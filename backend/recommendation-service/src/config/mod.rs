use crate::models::{DuplicatePolicy, RatingScale};
use crate::services::factorization::FitParams;
use crate::services::ranking::DEFAULT_TOP_N;
use anyhow::{anyhow, Result};
use serde::Deserialize;

#[derive(Debug, Clone, Deserialize)]
pub struct Config {
    pub service_name: String,

    // Factorization hyperparameters
    pub factors: usize,
    pub epochs: usize,
    pub learning_rate: f64,
    pub regularization: f64,
    pub init_range: f64,
    pub seed: u64,
    pub biased: bool,

    // Rating data
    pub rating_min: f64,
    pub rating_max: f64,
    pub duplicate_policy: DuplicatePolicy,

    // Serving
    pub default_limit: usize,
    pub demo_user_id: i64,
}

impl Config {
    pub fn from_env() -> Result<Self, config::ConfigError> {
        dotenvy::dotenv().ok();

        let defaults = FitParams::default();

        let config = config::Config::builder()
            .set_default("service_name", "recommendation-service")?
            .set_default("factors", defaults.factors as i64)?
            .set_default("epochs", defaults.epochs as i64)?
            .set_default("learning_rate", defaults.learning_rate)?
            .set_default("regularization", defaults.regularization)?
            .set_default("init_range", defaults.init_range)?
            .set_default("seed", defaults.seed as i64)?
            .set_default("biased", defaults.biased)?
            .set_default("rating_min", 1.0)?
            .set_default("rating_max", 5.0)?
            .set_default("duplicate_policy", "average")?
            .set_default("default_limit", DEFAULT_TOP_N as i64)?
            .set_default("demo_user_id", 1)?
            .add_source(config::Environment::default().separator("__"))
            .build()?;

        config.try_deserialize()
    }

    pub fn validate(&self) -> Result<()> {
        self.fit_params().validate()?;

        if !self.rating_scale().is_valid() {
            return Err(anyhow!(
                "Rating scale [{}, {}] must be finite with min < max",
                self.rating_min,
                self.rating_max
            ));
        }

        if self.default_limit == 0 {
            return Err(anyhow!("Default limit must be greater than 0"));
        }

        if self.demo_user_id <= 0 {
            return Err(anyhow!("Demo user id must be positive"));
        }

        Ok(())
    }

    pub fn fit_params(&self) -> FitParams {
        FitParams {
            factors: self.factors,
            epochs: self.epochs,
            learning_rate: self.learning_rate,
            regularization: self.regularization,
            init_range: self.init_range,
            seed: self.seed,
            biased: self.biased,
        }
    }

    pub fn rating_scale(&self) -> RatingScale {
        RatingScale::new(self.rating_min, self.rating_max)
    }
}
━━━━━━━━━━
◆ **DIRECTIONS FOR THIS TASK**
Repeat the material exactly. Begin with its first line and end with the line that has "use serde::Deserialize;".

◆ **REPLY**
filename backend/recommendation-service/src/config/mod.rs
use crate::models::{DuplicatePolicy, RatingScale};
use crate::services::factorization::FitParams;
use crate::services::ranking::DEFAULT_TOP_N;
use anyhow::{anyhow, Result};
use serde::Deserialize;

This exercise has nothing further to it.